» **WORK INSTRUCTIONS**
Among the entries below, count the lines where the string "tasks" occurs, and give only the number.
::: GIVEN RECORDS :::
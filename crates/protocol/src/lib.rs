//! ccbot Protocol
//!
//! Shared types for the ccbot bridge: transcript events produced by the
//! monitor, delivery tasks consumed by the per-user pipeline, and the chat
//! transport contract the pipeline sends through.

// Re-exports
pub mod transport;
pub mod types;

pub use transport::{ChatTransport, TransportError};
pub use types::*;
impl Worker {
    async fn run(mut self) {
        loop {
            let queue = self.queue.clone();
            let notified = queue.notify.notified();
            let task = {
                let mut tasks = self.queue.tasks.lock().expect("queue lock poisoned");
                match tasks.pop_front() {
                    Some(mut head) => {
                        merge_chain(&mut head, &mut tasks);
                        Some(head)
                    }
                    None => None,
                }
            };

            match task {
                Some(task) => self.process(task).await,
                None => {
                    if self.queue.shutdown.load(Ordering::SeqCst) {
                        debug!(
                            component = "delivery",
                            event = "delivery.worker_stopped",
                            user_id = self.user_id,
                            "Delivery worker drained and stopped"
                        );
                        return;
                    }
                    notified.await;
                }
            }
        }
    }

    async fn process(&mut self, task: MessageTask) {
        match task.kind {
            TaskKind::Content => self.process_content(task).await,
            TaskKind::StatusUpdate => self.process_status_update(task).await,
            TaskKind::StatusClear => self.clear_status().await,
        }
    }

    /// Sleep out the remaining send-interval deficit, then claim the slot.
    async fn rate_limit(&mut self) {
        if let Some(prev) = self.last_send {
            let elapsed = prev.elapsed();
            if elapsed < MESSAGE_SEND_INTERVAL {
                tokio::time::sleep(MESSAGE_SEND_INTERVAL - elapsed).await;
            }
        }
        self.last_send = Some(Instant::now());
    }

    async fn process_content(&mut self, task: MessageTask) {
        // Tool results edit the recorded tool-use message in place. The edit
        // bypasses the notification filter; an unmatched result obeys it.
        if matches!(task.content_type, ContentType::ToolResult | ContentType::ToolError) {
            self.evict_stale_pending();
            let pending = task
                .tool_use_id
                .as_deref()
                .and_then(|id| self.pending_tools.remove(id));

            if let Some(pending) = pending {
                if self.edit_tool_message(&task, &pending).await {
                    return;
                }
                // Edit failed (message gone): fall through to a normal send.
            }

            let allowed = match task.content_type {
                ContentType::ToolError => self.notify_cfg.tool_error,
                _ => self.notify_cfg.tool_result,
            };
            if !allowed {
                return;
            }
        }

        let mut last_sent_id: Option<i64> = None;
        let mut first_part = true;
        for part in &task.parts {
            if first_part {
                first_part = false;
                if let Some(edited_id) = self.collapse_status_into(&task, part).await {
                    last_sent_id = Some(edited_id);
                    continue;
                }
            }

            self.rate_limit().await;
            match self
                .transport
                .send_message(task.chat_id, Some(task.topic_id), part)
                .await
            {
                Ok(message_id) => last_sent_id = Some(message_id),
                Err(e) => {
                    error!(
                        component = "delivery",
                        event = "delivery.send_failed",
                        user_id = self.user_id,
                        error = %e,
                        "Failed to send message"
                    );
                }
            }
        }

        if task.content_type == ContentType::ToolUse {
            if let (Some(message_id), Some(tool_use_id)) = (last_sent_id, task.tool_use_id.clone())
            {
                self.evict_stale_pending();
                self.pending_tools.insert(
                    tool_use_id,
                    PendingTool {
                        message_id,
                        chat_id: task.chat_id,
                        recorded_at: Instant::now(),
                    },
                );
            }
        }
    }

    /// Edit the recorded tool-use message with the result text. Returns true
    /// when the edit landed (extra parts follow as plain sends).
    async fn edit_tool_message(&mut self, task: &MessageTask, pending: &PendingTool) -> bool {
        // A live status message would sit between the pair; remove it first.
        self.clear_status().await;

        let Some(first) = task.parts.first() else {
            return true;
        };
        self.rate_limit().await;
        match self
            .transport
            .edit_message(pending.chat_id, pending.message_id, first)
            .await
        {
            Ok(()) => {
                for part in &task.parts[1..] {
                    self.rate_limit().await;
                    if let Err(e) = self
                        .transport
                        .send_message(task.chat_id, Some(task.topic_id), part)
                        .await
                    {
                        error!(
                            component = "delivery",
                            event = "delivery.send_failed",
                            user_id = self.user_id,
                            error = %e,
                            "Failed to send tool-result overflow part"
                        );
                    }
                }
                true
            }
            Err(e) => {
                debug!(
                    component = "delivery",
                    event = "delivery.tool_edit_failed",
                    user_id = self.user_id,
                    message_id = pending.message_id,
                    error = %e,
                    "Tool message edit failed, sending fresh"
                );
                false
            }
        }
    }

    /// When a live status message exists for this window, the first content
    /// part replaces it in place instead of a new send.
    async fn collapse_status_into(&mut self, task: &MessageTask, part: &str) -> Option<i64> {
        let status = self.status_msg.take()?;
        if status.window_id != task.window_id {
            // Different window: the stale status just gets deleted.
            self.rate_limit().await;
            let _ = self
                .transport
                .delete_message(status.chat_id, status.message_id)
                .await;
            return None;
        }

        self.rate_limit().await;
        match self
            .transport
            .edit_message(status.chat_id, status.message_id, part)
            .await
        {
            Ok(()) => Some(status.message_id),
            Err(e) => {
                debug!(
                    component = "delivery",
                    event = "delivery.status_collapse_failed",
                    user_id = self.user_id,
                    error = %e,
                    "Status-to-content edit failed, sending fresh"
                );
                None
            }
        }
    }

    async fn process_status_update(&mut self, task: MessageTask) {
        let Some(text) = task.text.clone().filter(|t| !t.is_empty()) else {
            self.clear_status().await;
            return;
        };

        // The agent is interruptible while this phrase is showing; surface
        // the platform's typing indicator as a hint.
        if text.to_lowercase().contains("esc to interrupt") {
            let _ = self
                .transport
                .send_typing(task.chat_id, Some(task.topic_id))
                .await;
        }

        match self.status_msg.clone() {
            Some(status) if status.window_id == task.window_id => {
                if status.last_text == text {
                    return;
                }
                self.rate_limit().await;
                match self
                    .transport
                    .edit_message(status.chat_id, status.message_id, &text)
                    .await
                {
                    Ok(()) => {
                        self.status_msg = Some(StatusMsg {
                            last_text: text,
                            ..status
                        });
                    }
                    Err(_) => {
                        self.status_msg = None;
                        self.send_status(&task, &text).await;
                    }
                }
            }
            Some(status) => {
                // Window changed: replace the old status message entirely.
                self.rate_limit().await;
                let _ = self
                    .transport
                    .delete_message(status.chat_id, status.message_id)
                    .await;
                self.status_msg = None;
                self.send_status(&task, &text).await;
            }
            None => self.send_status(&task, &text).await,
        }
    }

    async fn send_status(&mut self, task: &MessageTask, text: &str) {
        self.rate_limit().await;
        match self
            .transport
            .send_message(task.chat_id, Some(task.topic_id), text)
            .await
        {
            Ok(message_id) => {
                self.status_msg = Some(StatusMsg {
                    message_id,
                    chat_id: task.chat_id,
                    window_id: task.window_id.clone(),
                    last_text: text.to_string(),
                });
            }
            Err(e) => {
                error!(
                    component = "delivery",
                    event = "delivery.status_send_failed",
                    user_id = self.user_id,
                    error = %e,
                    "Failed to send status message"
                );
            }
        }
    }

    async fn clear_status(&mut self) {
        if let Some(status) = self.status_msg.take() {
            self.rate_limit().await;
            let _ = self
                .transport
                .delete_message(status.chat_id, status.message_id)
                .await;
        }
    }

    fn evict_stale_pending(&mut self) {
        self.pending_tools
            .retain(|_, p| p.recorded_at.elapsed() < PENDING_TOOL_MAX_AGE);
    }
}
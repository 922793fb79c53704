//! Bridge configuration.
//!
//! Loaded once at startup from environment variables, with dotenv support:
//! a local `./.env` is read first, then `<data_dir>/.env` (first-loaded
//! wins — dotenv never overrides variables that are already set).
//!
//! The per-content-type notification filter lives in `notify.json` next to
//! the other state files and is created with everything enabled on first run
//! so the user has a file to edit.

use std::collections::HashSet;
use std::path::Path;
use std::time::Duration;

use anyhow::{bail, Context};
use ccbot_protocol::ContentType;
use serde::{Deserialize, Serialize};
use tracing::{info, warn};

use crate::paths;
use crate::store::write_json_atomic;

const DEFAULT_MUX_SESSION: &str = "ccbot";
const DEFAULT_AGENT_COMMAND: &str = "claude";
const DEFAULT_POLL_INTERVAL_SECS: f64 = 2.0;
const DEFAULT_STATUS_POLL_INTERVAL_SECS: f64 = 1.0;

fn default_true() -> bool {
    true
}

/// Per-content-type notification toggles, mirrored to `notify.json`.
///
/// Interactive prompts and tool-result in-place edits bypass the filter;
/// there is deliberately no key for them.
#[derive(Debug, Clone, Serialize, Deserialize)]
#[serde(default)]
pub struct NotifyConfig {
    #[serde(default = "default_true")]
    pub text: bool,
    #[serde(default = "default_true")]
    pub thinking: bool,
    #[serde(default = "default_true")]
    pub tool_use: bool,
    #[serde(default = "default_true")]
    pub tool_result: bool,
    #[serde(default = "default_true")]
    pub tool_error: bool,
    #[serde(default = "default_true")]
    pub local_command: bool,
    #[serde(default = "default_true")]
    pub user: bool,
}

impl Default for NotifyConfig {
    fn default() -> Self {
        Self {
            text: true,
            thinking: true,
            tool_use: true,
            tool_result: true,
            tool_error: true,
            local_command: true,
            user: true,
        }
    }
}

impl NotifyConfig {
    /// Load from `path`, creating the file with defaults if absent.
    pub fn load_or_create(path: &Path) -> Self {
        if path.exists() {
            match std::fs::read_to_string(path) {
                Ok(data) => match serde_json::from_str::<NotifyConfig>(&data) {
                    Ok(cfg) => return cfg,
                    Err(e) => {
                        warn!(
                            component = "config",
                            event = "config.notify_parse_failed",
                            path = %path.display(),
                            error = %e,
                            "Failed to parse notify.json, using defaults"
                        );
                        return Self::default();
                    }
                },
                Err(e) => {
                    warn!(
                        component = "config",
                        event = "config.notify_read_failed",
                        path = %path.display(),
                        error = %e,
                        "Failed to read notify.json, using defaults"
                    );
                    return Self::default();
                }
            }
        }

        let defaults = Self::default();
        if let Err(e) = write_json_atomic(path, &defaults) {
            warn!(
                component = "config",
                event = "config.notify_create_failed",
                path = %path.display(),
                error = %e,
                "Failed to create default notify.json"
            );
        } else {
            info!(
                component = "config",
                event = "config.notify_created",
                path = %path.display(),
                "Created default notify.json"
            );
        }
        defaults
    }

    /// Whether a message of this content type should be delivered.
    ///
    /// Tool errors are governed by their own toggle, so an error inside a
    /// tool result still surfaces when `tool_result` is off. Interactive
    /// prompts always pass.
    pub fn should_notify(&self, content_type: ContentType) -> bool {
        match content_type {
            ContentType::Text => self.text,
            ContentType::Thinking => self.thinking,
            ContentType::ToolUse => self.tool_use,
            ContentType::ToolResult => self.tool_result,
            ContentType::ToolError => self.tool_error,
            ContentType::LocalCommand => self.local_command,
            ContentType::User => self.user,
            ContentType::InteractivePrompt => true,
        }
    }
}

/// Application configuration loaded from environment variables.
#[derive(Debug, Clone)]
pub struct Config {
    pub bot_token: String,
    pub allowed_users: HashSet<i64>,
    pub mux_session: String,
    pub agent_command: String,
    pub poll_interval: Duration,
    pub status_poll_interval: Duration,
    pub notify: NotifyConfig,
}

impl Config {
    /// Load configuration. Missing required values are fatal; the caller
    /// exits non-zero without partial startup.
    pub fn load() -> anyhow::Result<Self> {
        let local_env = Path::new(".env");
        if local_env.is_file() {
            let _ = dotenvy::from_path(local_env);
        }
        let global_env = paths::env_file_path();
        if global_env.is_file() {
            let _ = dotenvy::from_path(&global_env);
        }

        let bot_token =
            std::env::var("TELEGRAM_BOT_TOKEN").context("TELEGRAM_BOT_TOKEN is required")?;
        if bot_token.trim().is_empty() {
            bail!("TELEGRAM_BOT_TOKEN is required");
        }

        let allowed_raw = std::env::var("ALLOWED_USERS").context("ALLOWED_USERS is required")?;
        let allowed_users = parse_allowed_users(&allowed_raw)?;
        if allowed_users.is_empty() {
            bail!("ALLOWED_USERS must contain at least one numeric user id");
        }

        let mux_session = std::env::var("TMUX_SESSION_NAME")
            .unwrap_or_else(|_| DEFAULT_MUX_SESSION.to_string());
        let agent_command =
            std::env::var("CLAUDE_COMMAND").unwrap_or_else(|_| DEFAULT_AGENT_COMMAND.to_string());

        let poll_interval = parse_interval_env("MONITOR_POLL_INTERVAL", DEFAULT_POLL_INTERVAL_SECS)?;
        let status_poll_interval =
            parse_interval_env("STATUS_POLL_INTERVAL", DEFAULT_STATUS_POLL_INTERVAL_SECS)?;

        let notify = NotifyConfig::load_or_create(&paths::notify_path());

        info!(
            component = "config",
            event = "config.loaded",
            allowed_users = allowed_users.len(),
            mux_session = %mux_session,
            agent_command = %agent_command,
            poll_interval_ms = poll_interval.as_millis() as u64,
            "Config initialized"
        );

        Ok(Self {
            bot_token,
            allowed_users,
            mux_session,
            agent_command,
            poll_interval,
            status_poll_interval,
            notify,
        })
    }

    pub fn is_user_allowed(&self, user_id: i64) -> bool {
        self.allowed_users.contains(&user_id)
    }
}

fn parse_allowed_users(raw: &str) -> anyhow::Result<HashSet<i64>> {
    let mut users = HashSet::new();
    for part in raw.split(',') {
        let part = part.trim();
        if part.is_empty() {
            continue;
        }
        let id: i64 = part.parse().with_context(|| {
            format!("ALLOWED_USERS contains non-numeric value '{part}' (expected comma-separated ids)")
        })?;
        users.insert(id);
    }
    Ok(users)
}

fn parse_interval_env(name: &str, default_secs: f64) -> anyhow::Result<Duration> {
    let secs = match std::env::var(name) {
        Ok(raw) => raw
            .trim()
            .parse::<f64>()
            .with_context(|| format!("{name} must be a number of seconds"))?,
        Err(_) => default_secs,
    };
    if !secs.is_finite() || secs <= 0.0 {
        bail!("{name} must be a positive number of seconds");
    }
    Ok(Duration::from_secs_f64(secs))
}
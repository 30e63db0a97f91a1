//! Entity model for imported drawings (containers), their layers
//! (sub-items), and the graphic overrides displayed against a view.

pub mod color;
pub mod entity;
pub mod error;
pub mod hierarchy;
pub mod ids;
pub mod name;
pub mod overrides;

pub use color::Rgb;
pub use entity::{Container, EntityKey, EntityKind, EntityRef, SubItem};
pub use error::{ModelError, Result};
pub use hierarchy::Hierarchy;
pub use ids::{ExternalId, PatternId, ViewId};
pub use name::{NameSet, compare_names, name_contains_key, name_key, names_equal, normalize_name};
pub use overrides::{LineColor, LineWeight, OverrideRecord, OverrideSet};
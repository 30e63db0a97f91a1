//! Persistence of layer visibility and graphic overrides.
//!
//! Each container (imported drawing) is stored as its own JSON file named
//! after the sanitized, normalized container name:
//!
//! ```text
//! LayerToggles/
//!   Site Plan.dwg.json   {"visible": true, "halftone": false, ..., "subitems": {...}}
//!   Floor Plan.dwg.json
//! ```
//!
//! Saving replaces each container's file atomically. Loading applies every
//! file to a staged copy of the hierarchy and only swaps it in once all
//! files have been read, so a damaged file never leaves a partial load.

mod error;
mod io;
mod layout;
mod record;

pub use error::{Result, StoreError};
pub use io::{
    LoadSummary, SaveSummary, find_matching_folder, folder_matches, load_hierarchy,
    save_hierarchy,
};
pub use layout::{ProjectLocation, StoreLayout, sanitize_file_name};
pub use record::{ApplyCounts, ContainerRecord, SubItemRecord, SubItemValue};
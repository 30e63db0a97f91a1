//! Hierarchy loading.

use std::fs;
use std::path::{Path, PathBuf};

use cad_model::Hierarchy;

use crate::error::{Result, StoreError};
use crate::layout::StoreLayout;
use crate::record::ContainerRecord;

/// Outcome of a successful load.
#[derive(Debug, Clone, Default, PartialEq, Eq)]
pub struct LoadSummary {
    pub folder: PathBuf,
    pub containers_loaded: usize,
    /// Containers with no record file in the folder.
    pub containers_skipped: usize,
    pub sub_items_updated: usize,
    pub values_ignored: usize,
}

/// Loads saved state into `hierarchy` from `folder`.
///
/// All record files are read and applied to a staged copy first; the
/// hierarchy is only replaced once every file has loaded, so on error it is
/// left exactly as it was.
pub fn load_hierarchy(
    layout: &StoreLayout,
    folder: &Path,
    hierarchy: &mut Hierarchy,
) -> Result<LoadSummary> {
    if !folder.is_dir() {
        return Err(StoreError::FolderNotFound {
            path: folder.to_path_buf(),
        });
    }

    let mut staged = hierarchy.clone();
    let mut summary = LoadSummary {
        folder: folder.to_path_buf(),
        ..LoadSummary::default()
    };

    for container in staged.containers_mut() {
        let path = layout.record_path(folder, &container.name);
        if !path.is_file() {
            summary.containers_skipped += 1;
            continue;
        }
        let record = read_record(&path)?;
        let counts = record.apply_to(container);
        summary.containers_loaded += 1;
        summary.sub_items_updated += counts.sub_items_updated;
        summary.values_ignored += counts.values_ignored;
    }

    if summary.containers_loaded == 0 && !staged.is_empty() {
        return Err(StoreError::NoMatchingRecords {
            path: folder.to_path_buf(),
        });
    }

    staged.sort();
    *hierarchy = staged;

    tracing::info!(
        folder = %folder.display(),
        loaded = summary.containers_loaded,
        skipped = summary.containers_skipped,
        "Loaded layer settings"
    );
    Ok(summary)
}

fn read_record(path: &Path) -> Result<ContainerRecord> {
    let text = fs::read_to_string(path).map_err(|e| StoreError::Io {
        operation: "read",
        path: path.to_path_buf(),
        source: e,
    })?;
    serde_json::from_str(&text).map_err(|e| StoreError::Parse {
        path: path.to_path_buf(),
        source: e,
    })
}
:::
» **REPLY**
4